Surprisingly, all extensions except one are unlisted in the Chrome Web Store, meaning they don’t appear in the Web Store or search results. It’s unclear how they were able to gather such a large number of installs.
The full list of extensions is as follows:
- Better Browse by SecurySearch
- Bing Search by Securify
- Browse Securely for Chrome
- Browse Securely for Chrome
- Browser Checkup for Chrome by Doctor
- Browser WatchDog for Chrome
- Check My Permissions for Chrome
- Choose Your Chrome Tools
- Cuponomia – Coupon and Cashback
- Data Shield for Chrome
- Fire Shield Chrome Safety
- Fire Shield Extension Protection
- Global search for Chrome
- In Site Search for Chrome
- Incognito Search for Chrome
- Incognito Shield for Chrome
- Map Search for Chrome
- MultiSearch for Chrome
- News Search for Chrome
- Privacy Guard for Chrome
- Private Search for Chrome
- Protecto for Chrome
- Safe Search for Chrome
- Securify Advanced Web Protection
- Securify for Chrome
- Securify Kid Protection
- Securify Your Browser
- SecuryBrowse for Chrome
- Total Safety for Chrome
- Unbiased Search by Protecto
- Watch Tower Overview
- Web Privacy Assistant
- Web Results for Chrome
- Website Safety for Chrome
- Yahoo Search by Ghost
In a Secure Annex blog post, Tuckner clarifies that the extensions claim to have some purposes, like ad blocking, providing better search results, privacy protection, and ironically, extension protection. While this likely keeps the extensions available on the Chrome Web Store, the underlying code to power their claimed purpose is often minimal or missing entirely.

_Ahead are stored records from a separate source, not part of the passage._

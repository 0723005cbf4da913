use clap::Parser;
use std::collections::BTreeMap;
use std::path::{Path, PathBuf};

use crate::error::Result;
use crate::models::{City, DayFilter, MonthFilter, TripFilter};

// ── Settings (CLI) ─────────────────────────────────────────────────────────────

/// Explore US bikeshare trip data from the terminal
#[derive(Parser, Debug, Clone)]
#[command(
    name = "bikeshare",
    about = "Explore US bikeshare trip data from the terminal",
    version
)]
pub struct Settings {
    /// City to analyse (prompted for when omitted)
    #[arg(long, ignore_case = true, value_parser = ["chicago", "new york city", "washington"])]
    pub city: Option<String>,

    /// Month filter, January to June (prompted for when omitted)
    #[arg(long, ignore_case = true, value_parser = ["january", "february", "march", "april", "may", "june", "all"])]
    pub month: Option<String>,

    /// Day-of-week filter (prompted for when omitted)
    #[arg(long, ignore_case = true, value_parser = ["monday", "tuesday", "wednesday", "thursday", "friday", "saturday", "sunday", "all"])]
    pub day: Option<String>,

    /// Directory containing chicago.csv, new_york_city.csv and washington.csv
    #[arg(long, default_value = ".")]
    pub data_dir: PathBuf,

    /// Print the statistics once for the given filters and exit without prompting
    #[arg(long, requires = "city")]
    pub batch: bool,

    /// Logging level
    #[arg(long, default_value = "WARNING", value_parser = ["DEBUG", "INFO", "WARNING", "ERROR", "CRITICAL"])]
    pub log_level: String,

    /// Enable debug logging
    #[arg(long)]
    pub debug: bool,
}

impl Settings {
    /// Parse the process arguments and apply the `--debug` override.
    pub fn load() -> Self {
        Self::resolve(Settings::parse())
    }

    /// Same as [`Settings::load`] but over an explicit argument list.
    pub fn load_from_args<I, T>(args: I) -> std::result::Result<Self, clap::Error>
    where
        I: IntoIterator<Item = T>,
        T: Into<std::ffi::OsString> + Clone,
    {
        Settings::try_parse_from(args).map(Self::resolve)
    }

    fn resolve(mut settings: Settings) -> Settings {
        if settings.debug {
            settings.log_level = "DEBUG".to_string();
        }
        settings
    }

    /// City given on the command line, if any.
    pub fn city(&self) -> Result<Option<City>> {
        self.city.as_deref().map(str::parse::<City>).transpose()
    }

    /// Month/day filter assembled from the command line; absent values mean
    /// "all".
    pub fn filter(&self) -> Result<TripFilter> {
        let month = match self.month.as_deref() {
            Some(m) => m.parse::<MonthFilter>()?,
            None => MonthFilter::All,
        };
        let day = match self.day.as_deref() {
            Some(d) => d.parse::<DayFilter>()?,
            None => DayFilter::All,
        };
        Ok(TripFilter::new(month, day))
    }

    /// City-to-file mapping rooted at `--data-dir`.
    pub fn data_sources(&self) -> DataSources {
        DataSources::from_dir(&self.data_dir)
    }
}

// ── DataSources ────────────────────────────────────────────────────────────────

/// Immutable mapping from each [`City`] to the CSV file holding its trips.
#[derive(Debug, Clone, PartialEq, Eq)]
pub struct DataSources {
    files: BTreeMap<City, PathBuf>,
}

impl DataSources {
    /// Standard file names inside `dir`.
    pub fn from_dir(dir: &Path) -> Self {
        let files = City::ALL
            .into_iter()
            .map(|city| (city, dir.join(city.file_name())))
            .collect();
        Self { files }
    }

    /// Path of the CSV file for `city`.
    pub fn path_for(&self, city: City) -> &Path {
        // `from_dir` fills in every city.
        self.files[&city].as_path()
    }
}

// ── Tests ──────────────────────────────────────────────────────────────────────

#[cfg(test)]
mod tests {
    use super::*;
    use chrono::Weekday;

    fn parse(args: &[&str]) -> Settings {
        let mut full = vec!["bikeshare"];
        full.extend_from_slice(args);
        Settings::load_from_args(full).expect("valid args")
    }

    // ── defaults ─────────────────────────────────────────────────────────────

    #[test]
    fn test_defaults() {
        let s = parse(&[]);
        assert!(s.city.is_none());
        assert!(s.month.is_none());
        assert!(s.day.is_none());
        assert_eq!(s.data_dir, PathBuf::from("."));
        assert!(!s.batch);
        assert_eq!(s.log_level, "WARNING");
    }

    #[test]
    fn test_debug_overrides_log_level() {
        let s = parse(&["--log-level", "ERROR", "--debug"]);
        assert_eq!(s.log_level, "DEBUG");
    }

    // ── filters ──────────────────────────────────────────────────────────────

    #[test]
    fn test_city_and_filter_from_args() {
        let s = parse(&["--city", "New York City", "--month", "March", "--day", "sunday"]);
        assert_eq!(s.city().unwrap(), Some(City::NewYorkCity));
        let f = s.filter().unwrap();
        assert_eq!(f.month, MonthFilter::Month(3));
        assert_eq!(f.day, DayFilter::Day(Weekday::Sun));
    }

    #[test]
    fn test_missing_filters_mean_all() {
        let s = parse(&["--city", "chicago"]);
        assert_eq!(s.filter().unwrap(), TripFilter::default());
    }

    #[test]
    fn test_rejects_unknown_city() {
        assert!(Settings::load_from_args(["bikeshare", "--city", "boston"]).is_err());
    }

    #[test]
    fn test_rejects_month_after_june() {
        assert!(Settings::load_from_args(["bikeshare", "--month", "july"]).is_err());
    }

    #[test]
    fn test_batch_requires_city() {
        assert!(Settings::load_from_args(["bikeshare", "--batch"]).is_err());
        assert!(parse(&["--batch", "--city", "washington"]).batch);
    }

    // ── DataSources ──────────────────────────────────────────────────────────

    #[test]
    fn test_data_sources_from_dir() {
        let s = parse(&["--data-dir", "/srv/bikeshare"]);
        let sources = s.data_sources();
        assert_eq!(
            sources.path_for(City::NewYorkCity),
            Path::new("/srv/bikeshare/new_york_city.csv")
        );
        assert_eq!(
            sources.path_for(City::Washington),
            Path::new("/srv/bikeshare/washington.csv")
        );
    }
}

All 35 extensions have their code obfuscated, which is not a good sign from a security perspective, as it conceals the extension’s behavior and slows down analysis. The extensions also have the domain unknow.com configured in their background services. The domain has no relevance in the underlying code, but it’s useful for linking them.
They also request permissions that are beyond the scope of what a particular extension aims to do, including:
- Tab management and interaction access
- Ability to set and store browser cookies
- Intercept and modify web requests
- Store data persistently in the browser
- Inject JavaScript into websites or manipulate their structure
- Trigger alerts
- Interact with browser activity alongside other permissions
As you can probably guess, these permissions can give an extension a lot of access to your browser and private data, potentially resulting in a rather damaging breach. Most extensions don’t require such high-level permissions, meaning that even if they’re not using their extended access for something malicious, they still present unnecessary risk.
This is far from the first security incident with Chrome extensions. Millions of users have been affected by malicious Chrome extensions in the past. While Google does take Chrome’s security seriously, it’s worth checking the safety of Chrome extensions before you click that install button.